= INSTRUCTIONS TO FOLLOW =
Using "impl" as the search string, find the matching lines below and copy them.

= MATERIAL TO PROCESS =
--- START ---
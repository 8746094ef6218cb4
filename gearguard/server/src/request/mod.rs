use crate::entities::*;
use chrono::{DateTime, Utc};
use sea_orm::*;

pub mod api;
pub mod status;

pub use status::{Actor, RequestStatus};

/// A maintenance request as seen by the rest of the application.
#[derive(Debug, PartialEq, Clone)]
pub struct MaintenanceRequest {
    id: i32,
    description: String,
    status: RequestStatus,
    equipment_id: i32,
    team_id: Option<i32>,
    technician_id: Option<i32>,
    created_by: i32,
    created_at: DateTime<Utc>,
    duration_hours: f64,
}

impl MaintenanceRequest {
    /// Returns the ID of the request.
    pub fn id(&self) -> i32 {
        self.id
    }

    /// Returns the problem description.
    pub fn description(&self) -> &str {
        &self.description
    }

    /// Returns the current status.
    pub fn status(&self) -> RequestStatus {
        self.status
    }

    /// Returns the ID of the equipment the request is about.
    pub fn equipment_id(&self) -> i32 {
        self.equipment_id
    }

    /// Returns the team assigned when the request was created, if the equipment had one.
    pub fn team_id(&self) -> Option<i32> {
        self.team_id
    }

    /// Returns the technician working on the request, if any.
    pub fn technician_id(&self) -> Option<i32> {
        self.technician_id
    }

    /// Returns the ID of the user who reported the problem.
    pub fn created_by(&self) -> i32 {
        self.created_by
    }

    pub fn created_at(&self) -> DateTime<Utc> {
        self.created_at
    }

    pub fn duration_hours(&self) -> f64 {
        self.duration_hours
    }
}

impl From<maintenance_request::Model> for MaintenanceRequest {
    fn from(model: maintenance_request::Model) -> Self {
        Self {
            id: model.id,
            description: model.description,
            status: model.status,
            equipment_id: model.equipment_id,
            team_id: model.team_id,
            technician_id: model.technician_id,
            created_by: model.created_by,
            created_at: model.created_at,
            duration_hours: model.duration_hours,
        }
    }
}

/// Requests split into the four board columns.
#[derive(Debug, Default, PartialEq, Clone)]
pub struct KanbanBoard {
    pub new: Vec<MaintenanceRequest>,
    pub in_progress: Vec<MaintenanceRequest>,
    pub repaired: Vec<MaintenanceRequest>,
    pub scrap: Vec<MaintenanceRequest>,
}

impl KanbanBoard {
    /// Returns the column holding requests with the given status.
    pub fn column(&self, status: RequestStatus) -> &[MaintenanceRequest] {
        match status {
            RequestStatus::New => &self.new,
            RequestStatus::InProgress => &self.in_progress,
            RequestStatus::Repaired => &self.repaired,
            RequestStatus::Scrap => &self.scrap,
        }
    }

    fn column_mut(&mut self, status: RequestStatus) -> &mut Vec<MaintenanceRequest> {
        match status {
            RequestStatus::New => &mut self.new,
            RequestStatus::InProgress => &mut self.in_progress,
            RequestStatus::Repaired => &mut self.repaired,
            RequestStatus::Scrap => &mut self.scrap,
        }
    }
}

/// Error type for RequestService operations.
#[derive(Debug, thiserror::Error)]
pub enum RequestServiceError {
    /// Required input is missing or does not point at an existing record.
    #[error("Validation failed: {0}")]
    Validation(String),
    /// The maintenance request does not exist.
    #[error("Maintenance request with ID {0} not found")]
    NotFound(i32),
    /// The status label is not one of the board columns.
    #[error("Unknown status label '{0}'")]
    InvalidLabel(String),
    /// Represents a database error.
    #[error("Database error: {0}")]
    Storage(#[from] sea_orm::DbErr),
}

pub struct RequestService<'a> {
    db: &'a sea_orm::DatabaseConnection,
}

impl RequestService<'_> {
    pub fn new(db: &sea_orm::DatabaseConnection) -> RequestService<'_> {
        RequestService { db }
    }

    /// Creates a new maintenance request with status `new`.
    ///
    /// The team is copied from the equipment at this point and never follows later
    /// changes to the equipment.
    ///
    /// # Arguments
    ///
    /// * `description` - What is wrong with the equipment.
    /// * `equipment_id` - The broken equipment.
    /// * `creator_id` - The user reporting the problem.
    ///
    /// # Returns
    ///
    /// A `Result` containing the created `MaintenanceRequest`, or a `Validation` error when
    /// the description is blank or a referenced record does not exist.
    #[tracing::instrument(skip(self))]
    pub async fn create_request(
        &self,
        description: &str,
        equipment_id: Option<i32>,
        creator_id: i32,
    ) -> Result<MaintenanceRequest, RequestServiceError> {
        let description = description.trim();
        if description.is_empty() {
            return Err(RequestServiceError::Validation(
                "description is required".to_string(),
            ));
        }
        let equipment_id = equipment_id.ok_or_else(|| {
            RequestServiceError::Validation("equipment_id is required".to_string())
        })?;

        let equipment = equipment::Entity::find_by_id(equipment_id)
            .one(self.db)
            .await?
            .ok_or_else(|| {
                RequestServiceError::Validation(format!(
                    "equipment {} does not exist",
                    equipment_id
                ))
            })?;

        let creator = user::Entity::find_by_id(creator_id).one(self.db).await?;
        if creator.is_none() {
            return Err(RequestServiceError::Validation(format!(
                "user {} does not exist",
                creator_id
            )));
        }

        let active_model = maintenance_request::ActiveModel {
            description: ActiveValue::Set(description.to_string()),
            status: ActiveValue::Set(RequestStatus::New),
            equipment_id: ActiveValue::Set(equipment.id),
            team_id: ActiveValue::Set(equipment.team_id),
            technician_id: ActiveValue::Set(None),
            created_by: ActiveValue::Set(creator_id),
            created_at: ActiveValue::Set(Utc::now()),
            duration_hours: ActiveValue::Set(0.0),
            ..Default::default()
        };
        let created_model = active_model.insert(self.db).await?;
        tracing::info!(
            "Created maintenance request {} for equipment {}",
            created_model.id,
            created_model.equipment_id
        );
        Ok(MaintenanceRequest::from(created_model))
    }

    /// Moves a request to the column named by `label`.
    ///
    /// Any status can follow any other. When a technician moves a request to
    /// in-progress, the request is assigned to that technician.
    ///
    /// # Arguments
    ///
    /// * `id` - The ID of the request to move.
    /// * `label` - A board label such as `"In Progress"`.
    /// * `actor` - Who is moving the request.
    ///
    /// # Returns
    ///
    /// A `Result` containing the updated `MaintenanceRequest`, `InvalidLabel` for an unknown
    /// label, `NotFound` for an unknown ID, or `Validation` when the acting technician does
    /// not exist.
    #[tracing::instrument(skip(self))]
    pub async fn update_status(
        &self,
        id: i32,
        label: &str,
        actor: Actor,
    ) -> Result<MaintenanceRequest, RequestServiceError> {
        let new_status = RequestStatus::from_label(label)
            .ok_or_else(|| RequestServiceError::InvalidLabel(label.to_string()))?;

        let request_to_update = maintenance_request::Entity::find_by_id(id)
            .one(self.db)
            .await?
            .ok_or(RequestServiceError::NotFound(id))?;
        let previous_status = request_to_update.status;

        let mut active_model: maintenance_request::ActiveModel = request_to_update.into();
        active_model.status = ActiveValue::Set(new_status);
        if new_status == RequestStatus::InProgress {
            if let Some(technician_id) = actor.technician_id() {
                let technician = technician::Entity::find_by_id(technician_id)
                    .one(self.db)
                    .await?;
                if technician.is_none() {
                    return Err(RequestServiceError::Validation(format!(
                        "technician {} does not exist",
                        technician_id
                    )));
                }
                active_model.technician_id = ActiveValue::Set(Some(technician_id));
            }
        }
        let updated_model = active_model.update(self.db).await?;

        tracing::info!(
            "Moved maintenance request {} from {} to {}",
            id,
            previous_status.code(),
            new_status.code()
        );
        Ok(MaintenanceRequest::from(updated_model))
    }

    /// Records how long the repair took.
    ///
    /// Only repaired requests accept a duration and the value must be a finite,
    /// non-negative number of hours.
    #[tracing::instrument(skip(self))]
    pub async fn record_duration(
        &self,
        id: i32,
        hours: f64,
    ) -> Result<MaintenanceRequest, RequestServiceError> {
        if !hours.is_finite() || hours < 0.0 {
            return Err(RequestServiceError::Validation(format!(
                "duration must be a non-negative number of hours, got {}",
                hours
            )));
        }

        let request_to_update = maintenance_request::Entity::find_by_id(id)
            .one(self.db)
            .await?
            .ok_or(RequestServiceError::NotFound(id))?;
        if request_to_update.status != RequestStatus::Repaired {
            return Err(RequestServiceError::Validation(format!(
                "duration can only be recorded on repaired requests, request {} is {}",
                id,
                request_to_update.status.code()
            )));
        }

        let mut active_model: maintenance_request::ActiveModel = request_to_update.into();
        active_model.duration_hours = ActiveValue::Set(hours);
        let updated_model = active_model.update(self.db).await?;
        Ok(MaintenanceRequest::from(updated_model))
    }

    /// Retrieves a maintenance request by its ID.
    #[tracing::instrument(skip(self))]
    pub async fn get_request_by_id(
        &self,
        id: i32,
    ) -> Result<MaintenanceRequest, RequestServiceError> {
        let model = maintenance_request::Entity::find_by_id(id)
            .one(self.db)
            .await?
            .ok_or(RequestServiceError::NotFound(id))?;
        Ok(MaintenanceRequest::from(model))
    }

    /// Lists requests, newest first, optionally only those for one piece of equipment.
    ///
    /// # Arguments
    ///
    /// * `equipment_id` - When set, only requests for this equipment are returned.
    ///
    /// # Returns
    ///
    /// A `Result` containing the requests ordered by creation time, newest first.
    #[tracing::instrument(skip(self))]
    pub async fn list_requests(
        &self,
        equipment_id: Option<i32>,
    ) -> Result<Vec<MaintenanceRequest>, RequestServiceError> {
        let mut query = maintenance_request::Entity::find();
        if let Some(equipment_id) = equipment_id {
            query = query.filter(maintenance_request::Column::EquipmentId.eq(equipment_id));
        }
        let requests = query
            .order_by_desc(maintenance_request::Column::CreatedAt)
            .order_by_desc(maintenance_request::Column::Id)
            .all(self.db)
            .await?
            .into_iter()
            .map(MaintenanceRequest::from)
            .collect();
        Ok(requests)
    }

    /// Lists requests with the given status, newest first.
    #[tracing::instrument(skip(self))]
    pub async fn list_requests_by_status(
        &self,
        status: RequestStatus,
    ) -> Result<Vec<MaintenanceRequest>, RequestServiceError> {
        let requests = maintenance_request::Entity::find()
            .filter(maintenance_request::Column::Status.eq(status))
            .order_by_desc(maintenance_request::Column::CreatedAt)
            .order_by_desc(maintenance_request::Column::Id)
            .all(self.db)
            .await?
            .into_iter()
            .map(MaintenanceRequest::from)
            .collect();
        Ok(requests)
    }

    /// Builds the dashboard board with every request in its status column.
    #[tracing::instrument(skip(self))]
    pub async fn board(&self) -> Result<KanbanBoard, RequestServiceError> {
        let mut board = KanbanBoard::default();
        for status in RequestStatus::iter() {
            *board.column_mut(status) = self.list_requests_by_status(status).await?;
        }
        Ok(board)
    }

    /// Counts in-progress requests for one piece of equipment.
    #[tracing::instrument(skip(self))]
    pub async fn count_active_for_equipment(
        &self,
        equipment_id: i32,
    ) -> Result<u64, RequestServiceError> {
        let count = maintenance_request::Entity::find()
            .filter(maintenance_request::Column::EquipmentId.eq(equipment_id))
            .filter(maintenance_request::Column::Status.eq(RequestStatus::InProgress))
            .count(self.db)
            .await?;
        Ok(count)
    }
}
--- END ---
= SOLUTION TO THIS TASK =
impl MaintenanceRequest {
impl From<maintenance_request::Model> for MaintenanceRequest {
impl KanbanBoard {
impl RequestService<'_> {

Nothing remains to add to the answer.